Facebook Shuts Parse Mobile App Platform |
Written by Lucy Black | |||
Friday, 29 January 2016 | |||
Parse, the cloud storage and support service for mobile developers, owned by Facebook since 2013, is shutting down. Current users have twelve months in which to migrate. Parse was founded in 2011 as a multi-platform cloud-based PaaS (Platform as a Service) and by the following year already had attracted a following of 20,000 developers. Facebook acquired it in 2013 and it continued to grow both in terms of user base and functionality allowing devs to add a powerful scalable backend to their apps to take care of care of push notifications, connectivity and data storage. This made Parse one of Facebook's key developer services.

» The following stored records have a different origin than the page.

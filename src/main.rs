use std::env;
use std::process::ExitCode;

use tracing::{error, info};
use tracing_subscriber::EnvFilter;

use zoom_client::{ClientSettings, ComponentKind};

const USAGE: &str = "usage: zoom_client <component> <endpoint> [key=value ...]";

/// Split `key=value` arguments; returns the first argument without `=` as the error
fn parse_params<I>(args: I) -> Result<Vec<(String, String)>, String>
where
    I: IntoIterator<Item = String>,
{
    args.into_iter()
        .map(|pair| match pair.split_once('=') {
            Some((key, value)) => Ok((key.to_string(), value.to_string())),
            None => Err(pair),
        })
        .collect()
}

#[tokio::main]
async fn main() -> ExitCode {
    // Initialize tracing for logging
    tracing_subscriber::fmt()
        .with_env_filter(
            EnvFilter::try_from_default_env().unwrap_or_else(|_| EnvFilter::new("info")),
        )
        .init();

    let mut args = env::args().skip(1);
    let (Some(component), Some(endpoint)) = (args.next(), args.next()) else {
        eprintln!("{USAGE}");
        return ExitCode::from(2);
    };

    let kind = match component.parse::<ComponentKind>() {
        Ok(kind) => kind,
        Err(err) => {
            eprintln!("{err}\n{USAGE}");
            return ExitCode::from(2);
        }
    };

    let params = match parse_params(args) {
        Ok(params) => params,
        Err(arg) => {
            eprintln!("expected key=value, got {arg:?}\n{USAGE}");
            return ExitCode::from(2);
        }
    };

    let client = match ClientSettings::from_env().and_then(ClientSettings::build_client) {
        Ok(client) => client,
        Err(err) => {
            error!("Failed to configure Zoom client: {}", err);
            return ExitCode::FAILURE;
        }
    };

    info!("Requesting {} through the {} component", endpoint, kind);

    let response = match client.component(kind).get_request(&endpoint, &params).await {
        Ok(response) => response,
        Err(err) => {
            error!("Request failed: {}", err);
            return ExitCode::FAILURE;
        }
    };

    let status = response.status();
    match response.text().await {
        Ok(body) => {
            println!("{status}");
            println!("{body}");
            if status.is_success() {
                ExitCode::SUCCESS
            } else {
                ExitCode::FAILURE
            }
        }
        Err(err) => {
            error!("Failed to read response body: {}", err);
            ExitCode::FAILURE
        }
    }
}
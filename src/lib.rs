//! Zoom API Client
//!
//! This library provides a Rust client for the Zoom REST API. A single
//! [`ZoomClient`] resolves its configuration, signs a JWT from the API key and
//! secret, and exposes one request helper per API resource group.
//!
//! # Modules
//!
//! - `client`: ZoomClient and its builder
//! - `components`: the per-resource request helpers
//! - `auth`: JWT generation for the Zoom API
//! - `config`: loading client options from the environment
//! - `models`: API versions, data types and the config snapshot
//! - `util`: request parameter helpers
//!
//! # Authentication
//!
//! Requests against API v2 carry the token as a bearer credential. API v1
//! requests carry the key and secret as query parameters instead. Components
//! read the current credentials at call time, so [`ZoomClient::refresh_token`]
//! takes effect for every component immediately.
//!
//! ```no_run
//! use zoom_client::{ApiVersion, ZoomClient};
//!
//! # async fn run() -> zoom_client::Result<()> {
//! let client = ZoomClient::builder("KEY", "SECRET")
//!     .version(ApiVersion::V2)
//!     .timeout(30)
//!     .build()?;
//!
//! let response = client.user().get_request("users/me", &[("status", "active")]).await?;
//! println!("{}", response.status());
//! # Ok(())
//! # }
//! ```

pub mod auth;
pub mod client;
pub mod components;
pub mod config;
pub mod error;
pub mod models;
pub mod util;

#[cfg(test)]
mod client_mock;

// Re-export the main API types for ease of use
pub use auth::{JwtGenerator, TokenGenerator, ZoomAuth};
pub use client::{ClientScope, ZoomClient, ZoomClientBuilder};
pub use components::{Component, ComponentKind, Components};
pub use config::ClientSettings;
pub use error::{Result, ZoomError};
pub use models::{
    ApiVersion, ClientConfig, DataType, Timeout, API_BASE_URI_GDPR, API_BASE_URI_V1,
    API_BASE_URI_V2,
};
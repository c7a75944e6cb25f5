use std::net::SocketAddr;
use std::sync::atomic::{AtomicUsize, Ordering};
use std::sync::Arc;

use axum::{
    http::{header, HeaderMap, Method, StatusCode, Uri},
    Json, Router,
};
use serde_json::{json, Value};

use crate::auth::MockTokenGenerator;

/// Mock generator whose token spells out the credentials it was called with
pub fn setup_mock_generator() -> MockTokenGenerator {
    let mut generator = MockTokenGenerator::new();
    generator
        .expect_generate()
        .returning(|api_key, api_secret| Ok(format!("token:{}:{}", api_key, api_secret)));
    generator
}

/// Mock generator issuing `token-0`, `token-1`, ... for the KEY/SECRET pair only
pub fn setup_counting_generator(expected_calls: usize) -> MockTokenGenerator {
    let calls = Arc::new(AtomicUsize::new(0));
    let mut generator = MockTokenGenerator::new();
    generator
        .expect_generate()
        .withf(|api_key, api_secret| api_key == "KEY" && api_secret == "SECRET")
        .times(expected_calls)
        .returning(move |_, _| {
            Ok(format!("token-{}", calls.fetch_add(1, Ordering::SeqCst)))
        });
    generator
}

// Echoes back everything the API would use to authenticate and route a call
async fn echo(
    method: Method,
    uri: Uri,
    headers: HeaderMap,
    body: String,
) -> (StatusCode, Json<Value>) {
    let header_value = |name: header::HeaderName| {
        headers
            .get(name)
            .and_then(|value| value.to_str().ok())
            .map(str::to_string)
    };

    let status = if uri.path().ends_with("/missing") {
        StatusCode::NOT_FOUND
    } else {
        StatusCode::OK
    };

    let body: Value = if body.is_empty() {
        Value::Null
    } else {
        serde_json::from_str(&body).unwrap_or(Value::String(body))
    };

    (
        status,
        Json(json!({
            "method": method.as_str(),
            "path": uri.path(),
            "query": uri.query(),
            "authorization": header_value(header::AUTHORIZATION),
            "content_type": header_value(header::CONTENT_TYPE),
            "body": body,
        })),
    )
}

/// Start a local stand-in for the Zoom API and return its address
pub async fn spawn_mock_api() -> SocketAddr {
    let listener = tokio::net::TcpListener::bind("127.0.0.1:0")
        .await
        .expect("Failed to bind mock API listener");
    let addr = listener.local_addr().expect("Mock API has no local address");

    let app = Router::new().fallback(echo);
    tokio::spawn(async move {
        axum::serve(listener, app)
            .await
            .expect("Mock API server failed");
    });

    addr
}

From Facebook's point of view, however, the fact that it was up against strong competition from Microsoft Azure, Amazon Web Services and Google Cloud meant that Parse was too expensive a service to continue to provide, as indicated in the company's statement on Janaury 28 about the impending closure: “Starting today, we’re winding down support for Parse. We’re always evaluating how we can best serve our developer community, and moving forward we want to dedicate more resources to high-impact products and services in areas like analytics, monetization, discovery, and authentication.” Writing on the Parse blog, Kevin Lacker, co-founder of Parse and now its CTO at Facebook, also expressed the idea that Facebook needs to focus its resources elsewhere. He did, however, express sympathy for the way the developer community that will be affected: We understand that this won’t be an easy transition, and we’re working hard to make this process as easy as possible. We are committed to maintaining the backend service during the sunset period, and are providing several tools to help migrate applications to other services. The tools in question are a database migration tool, to take data from a Parse app to any MongoDB database; and Parse server, an open source API Server which will let developers run most of the Parse API from their own Node.js servers or on Heroku or any MongoDB-powered server. There is already a migration guide which admits: For most apps, the migration process is non-trivial, and will require dedicated development time. We recommend the following schedule:
Following this schedule will give you time to develop your own Parse Server, as well as train your development team to maintain and scale the service. Given the way in which Parse had been promoted at Facebook's F8 developer conference over the past two years news of its closure was unexpected an came as a very unwelcome surprise with developers said to be "up in arms" about the decision. This isn't the first time that Facebook has provoked anger and disappointment among its developers. We'll have to wait and see how it copes with this crisis.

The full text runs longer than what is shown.